On this occasion they had drafted the help of some local ‘expert’ to perform the task of making a snake wine. This innocuous looking  character seemed to have been a purveyor of fine venomous snakes,  snake charmer / handler, vivisector, taxidermist and brewer all in one. A young man in his late twenties, one wonders how he came about this knowledge base and these quirky skills in the context of  early  21st century urban life.  The missus had nearly jumped out of her skin when she first spied the cobra rearing up in the kitchen doorway of their house across the way. We had missed the bit where Snakey Boy had gutted the writhing cobra by slitting its belly vertically and removing its innards only to replace them with a chopstick spine to make it erect and lifelike once again. The same fate had befallen six other members of the snake family who now lay like a pile of discarded colourful belts in a plastic washing up bowl on the ground. Laid at our feet were plastic bags of dried up herbs, what looked like wood chips but may have slices of dried roots, a dead black bird and a leathery, wizened animal’s penis. All of this was spread out in the narrow alley between our houses alongside a plastic jerrycan of clear fluid and a gallon sized glass jar. It was like preparing to watch an episode of “MythBusters”.
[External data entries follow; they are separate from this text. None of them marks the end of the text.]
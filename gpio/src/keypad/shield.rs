use crate::keypad::Keypad;
use crate::{LcdError, LcdResult};
use log::debug;

/// The five push buttons of the LCD Keypad Shield.
#[derive(Copy, Clone, Debug, Eq, PartialEq)]
pub enum ShieldKey {
    Right,
    Up,
    Down,
    Left,
    Select,
}

impl ShieldKey {
    pub const ALL: [ShieldKey; 5] = [
        ShieldKey::Right,
        ShieldKey::Up,
        ShieldKey::Down,
        ShieldKey::Left,
        ShieldKey::Select,
    ];

    /// Gets the bit of the key in the mask returned by [ShieldKeypad::read_keys].
    pub fn mask(self) -> u8 {
        match self {
            ShieldKey::Right => 0b00001,
            ShieldKey::Up => 0b00010,
            ShieldKey::Down => 0b00100,
            ShieldKey::Left => 0b01000,
            ShieldKey::Select => 0b10000,
        }
    }

    /// Decodes a key mask back into keys, in [ShieldKey::ALL] order.
    pub fn from_mask(mask: u8) -> Vec<ShieldKey> {
        Self::ALL
            .into_iter()
            .filter(|key| mask & key.mask() != 0)
            .collect()
    }
}

/// Key reader of the shield.
///
/// The keys sit on a resistor ladder read through the ADC, which this crate doesn't drive yet,
/// so reading always fails with [LcdError::NotImplemented]. Callers can tell that apart from
/// "no key pressed", which is an empty list (or a zero mask).
#[derive(Debug, Default)]
pub struct ShieldKeypad;

impl ShieldKeypad {
    pub fn new() -> Self {
        ShieldKeypad
    }

    /// Reads the pressed keys as a mask of [ShieldKey::mask] bits, `0` meaning none.
    pub fn read_keys(&self) -> LcdResult<u8> {
        let keys = self.read()?;
        Ok(keys.iter().fold(0, |mask, key| mask | key.mask()))
    }
}

impl Keypad for ShieldKeypad {
    type Key = ShieldKey;

    fn read(&self) -> LcdResult<Vec<Self::Key>> {
        debug!("Key reading requested, but the ADC ladder isn't wired up");
        Err(LcdError::NotImplemented)
    }
}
The Ingredients Erect snakes

Snake wine and its variations comes in two varieties-  steeped and mixed. Steeped where  large poisonous snakes are placed into a glass jar of rice wine, along with a mixed array of other optional creatures such as scorpions, turtles, birds, spiders even sea horses. The jar, reminiscent of a prop from a “Slip Knot” concert or an item from Marilyn Manson’s dressing table, is then left to steep for anything from 3 months to 500 years. The expectation being that the longer time the ingredients have to ferment together the more the snake’s venom is absorbed by, dissolved and neutralised by the ethanol. The ‘wine’ is then presumably served up only when you are already really really pissed, have no more booze to hand because the shops are closed, need to counteract the effects of narcotics or actually sincerely believe that you will get laid soon after imbibing.
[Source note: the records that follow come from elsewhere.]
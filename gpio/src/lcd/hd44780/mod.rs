//! HD44780 LCD module.
//!
//! - [pins]: where the shield wires each signal,
//! - [driver]: the instruction set ([HD44780Driver](driver::HD44780Driver)) and the 4-bit
//!   port implementation ([PortHD44780Driver](driver::PortHD44780Driver)) that bit-bangs it,
//! - [timing]: delay constants and the wait-for-ready strategies,
//! - [backlight]: percent to PWM mapping,
//! - [display]: the public API callers use ([Lcd162](display::Lcd162)),
//! - [probe]: decodes a simulated bus timeline back into transfers.

pub mod backlight;
pub mod display;
pub mod driver;
pub mod pins;
pub mod probe;
pub mod timing;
Then there’s Mixed snake wine which provides evidence that the concept for the movie “Jackass” first emerged a long time ago in this South East Asia region and not as one may have been led to believe – in North America. Once you have wrestled with a highly venomous and enraged cobra and succeeded in slitting its body from throat to tail, without ending up laid out on the floor in the death throes of anaphylactic shock, foaming at the mouth. Its simply a matter of dribbling it’s blood (or if you prefer it’s bile) into a wee glass of rice wine or Hanoi vodka before knocking it back immediately to impress your friends. How they will laugh and applaud your daredevil feat! Why not then promptly follow this by swallowing the snakes still-beating heart to really bring out the beast in you?
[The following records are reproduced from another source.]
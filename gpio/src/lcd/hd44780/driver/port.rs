use crate::lcd::hd44780::backlight::Backlight;
use crate::lcd::hd44780::driver::{ControllerState, CursorDirection, HD44780Driver, Instruction};
use crate::lcd::hd44780::pins::PinMap;
use crate::lcd::hd44780::timing::{FixedDelay, Timing, WaitStrategy};
use crate::port::Ports;
use crate::{IoSpace, LcdError, LcdResult};
use embedded_hal::delay::DelayNs;
use log::{debug, trace};
use std::fmt::{Debug, Formatter};

/// HD44780 on a 4-bit bus bit-banged over AVR ports.
///
/// The data lines may be spread over several ports. Each nibble is written with one masked
/// read-modify-write per port, so pins outside the [PinMap] keep whatever they were driving.
/// R/W is assumed to be tied low, so nothing is ever read back; the default [WaitStrategy] is a
/// [FixedDelay].
pub struct PortHD44780Driver<'a> {
    pins: PinMap,
    ports: Ports<'a>,
    delay: Box<dyn DelayNs + 'a>,
    wait: Box<dyn WaitStrategy + 'a>,
    timing: Timing,
    backlight: Option<Backlight<'a>>,
    state: ControllerState,
}

impl<'a> PortHD44780Driver<'a> {
    /// Creates a driver with default [Timing] and no backlight.
    ///
    /// # Errors
    /// - `LcdError::InvalidArgument` or `LcdError::AlreadyInUse` if the pin map is invalid.
    /// - Any error from opening the port registers.
    pub fn new(io: &'a dyn IoSpace, pins: PinMap, delay: impl DelayNs + 'a) -> LcdResult<Self> {
        pins.validate()?;
        let timing = Timing::default();

        Ok(PortHD44780Driver {
            pins,
            ports: Ports::open(io, pins.logic_ports())?,
            delay: Box::new(delay),
            wait: Box::new(FixedDelay::from_timing(&timing)),
            timing,
            backlight: None,
            state: ControllerState::Uninitialized,
        })
    }

    /// Replaces the timing. Also resets the wait strategy to a [FixedDelay] built from it.
    pub fn with_timing(mut self, timing: Timing) -> Self {
        self.timing = timing;
        self.wait = Box::new(FixedDelay::from_timing(&timing));
        self
    }

    pub fn with_wait_strategy(mut self, wait: impl WaitStrategy + 'a) -> Self {
        self.wait = Box::new(wait);
        self
    }

    /// Attaches a backlight. It's configured and set to its default brightness during init.
    pub fn with_backlight(mut self, backlight: Backlight<'a>) -> Self {
        self.backlight = Some(backlight);
        self
    }

    pub fn pins(&self) -> &PinMap {
        &self.pins
    }

    pub fn timing(&self) -> &Timing {
        &self.timing
    }

    pub fn state(&self) -> ControllerState {
        self.state
    }

    pub fn is_ready(&self) -> bool {
        self.state == ControllerState::Ready
    }

    pub fn backlight_mut(&mut self) -> Option<&mut Backlight<'a>> {
        self.backlight.as_mut()
    }

    fn enter(&mut self, state: ControllerState) {
        debug!("HD44780: {} -> {}", self.state, state);
        self.state = state;
    }

    fn require_ready(&self) -> LcdResult<()> {
        if self.is_ready() {
            Ok(())
        } else {
            Err(LcdError::NotInitialized)
        }
    }

    fn settle(&mut self) {
        self.delay.delay_ns(self.timing.settle_ns());
    }

    /// Puts the low 4 bits of `nibble` on DB4..DB7.
    fn set_nibble(&self, nibble: u8) -> LcdResult<()> {
        for port in self.ports.iter() {
            let mask = self.pins.data_mask(port.id());
            if mask != 0 {
                port.write_masked(mask, self.pins.nibble_bits(port.id(), nibble))?;
            }
        }
        Ok(())
    }

    /// Latches whatever is on the data lines.
    fn pulse_enable(&mut self) -> LcdResult<()> {
        self.ports.write_pin(self.pins.e, true)?;
        self.delay.delay_ns(self.timing.enable_pulse_ns());
        self.ports.write_pin(self.pins.e, false)
    }

    fn send(&mut self, byte: u8, data: bool) -> LcdResult<()> {
        trace!("Sending {:08b}, RS: {}", byte, data);

        self.wait.wait_ready(&mut *self.delay)?;

        self.ports.write_pin(self.pins.rs, data)?;
        self.settle();

        self.set_nibble(byte >> 4)?;
        self.pulse_enable()?;
        self.settle();

        self.set_nibble(byte & 0x0F)?;
        self.pulse_enable()?;
        self.settle();

        if data {
            self.wait.settle_after_data(&mut *self.delay)?;
        }
        Ok(())
    }

    fn send_instruction(&mut self, instruction: Instruction) -> LcdResult<()> {
        let command = instruction.encode()?;
        self.send(command, false)
    }

    /// Drives the logic pins as outputs, idle low.
    fn configure_pins(&mut self) -> LcdResult<()> {
        for port in self.ports.iter() {
            port.make_output(self.pins.output_mask(port.id()))?;
        }
        self.ports.write_pin(self.pins.e, false)?;
        self.ports.write_pin(self.pins.rs, false)
    }
}

impl Debug for PortHD44780Driver<'_> {
    fn fmt(&self, f: &mut Formatter<'_>) -> std::fmt::Result {
        write!(
            f,
            "PortHD44780Driver({:?}, {}, wait: {:?}, backlight: {:?})",
            self.ports, self.state, self.wait, self.backlight
        )
    }
}

impl HD44780Driver for PortHD44780Driver<'_> {
    fn init(&mut self, multiline: bool, alt_font: bool) -> LcdResult<()> {
        self.enter(ControllerState::PoweringOn);
        self.configure_pins()?;
        if let Some(backlight) = self.backlight.as_mut() {
            backlight.configure()?;
        }
        self.delay.delay_ms(self.timing.power_on_ms);

        // Three "8-bit function set" pulses get the controller into a known state whatever mode
        // it was left in. Only the upper nibble is wired, so each is a single nibble.
        self.enter(ControllerState::EightBitBootstrap(1));
        self.ports.write_pin(self.pins.rs, false)?;
        self.set_nibble(0b0011)?;
        self.pulse_enable()?;
        for step in 2..=3 {
            self.delay.delay_ms(self.timing.bootstrap_ms);
            self.enter(ControllerState::EightBitBootstrap(step));
            self.pulse_enable()?;
        }

        self.delay.delay_ms(self.timing.bootstrap_ms);
        self.enter(ControllerState::FourBitModeSwitch);
        self.set_nibble(0b0010)?;
        self.pulse_enable()?;

        self.enter(ControllerState::FunctionSet);
        self.send_instruction(Instruction::FunctionSet {
            eight_bit: false,
            two_lines: multiline,
            alt_font,
        })?;

        self.enter(ControllerState::DisplayOff);
        self.send_instruction(Instruction::DisplayControl {
            display: false,
            cursor: false,
            blink: false,
        })?;

        self.enter(ControllerState::Cleared);
        self.send_instruction(Instruction::ClearDisplay)?;

        self.enter(ControllerState::EntryModeSet);
        self.send_instruction(Instruction::EntryModeSet {
            direction: CursorDirection::Right,
            shift: false,
        })?;

        self.enter(ControllerState::DisplayOn);
        self.send_instruction(Instruction::DisplayControl {
            display: true,
            cursor: false,
            blink: false,
        })?;

        if let Some(backlight) = self.backlight.as_mut() {
            backlight.apply_default()?;
        }

        self.enter(ControllerState::Ready);
        Ok(())
    }

    /// # Errors
    /// - `LcdError::NotInitialized` before [HD44780Driver::init] completed.
    fn send_command(&mut self, command: u8) -> LcdResult<()> {
        self.require_ready()?;
        self.send(command, false)
    }

    /// # Errors
    /// - `LcdError::NotInitialized` before [HD44780Driver::init] completed.
    fn send_data(&mut self, data: u8) -> LcdResult<()> {
        self.require_ready()?;
        self.send(data, true)
    }
}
Omnivorous Vietnamese believe that a little tipple of snake wine will do wonders for your hair loss, farsightedness, lumbago, cramps, fatigue but most of all your libido. In the days before Viagra and research into the causes of  infertility and impotence this must have offered some kind of hope. Nowadays these exaggerated claims seem anything but likely. Yet this bizarre beverage can be found on sale just about everywhere here. It’s continuing presence as an item in tourist shops is understandable. We can well imagine, particularly you fellow fans of Australia’s satirical film “The Castle”, how such an item may be prized as a souvenir – “this is going straight to the pool room” . You would be lucky  of course if were to it ever reach your pool room without first being confiscated by customs.  In many countries  it is illegal to import snake wine due it to containing an endangered species which has been killed for it’s production. The food and drink equivalent of the  ‘ vampire-fruit’- bat, iridescent butterly or outsized spider  souvenir encased in cotton wool and cheaply framed, as a memento of your exotic trip in Asia. To find snake wine being made domestically in a residential area was a kind of surprise  to me because as it revealed that this ‘traditional remedy’ endures and continues to be consumed by locals in the arena of everyday life.

The bowl of pho that is the internet, turns up a surprising amount on the subject of snake wine or ’snake whiskey’ as it sometimes described. There are  even a mail-order sites for those of us Comrades who are not lucky enough to live in Vietnam or another country which celebrates this peculiar tradition. At “Thailand Unique” you can place an order for your ‘Real Cobra and Scorpion Whisky’ (from Vietnam). “Fun Tim” has presented a staggering archive of images which documents the sheer varieties of these kind of snake wines,  collected from Laos, Vietnam, Cambodia, Thailand and China. As to where in all of these countries did the concept of snake wine first originate ? I am still no clearer, Comrades. Vietnam is billed as the home of snake wine but other literature on the subject says that perhaps it came out of China from the Cantonese culture.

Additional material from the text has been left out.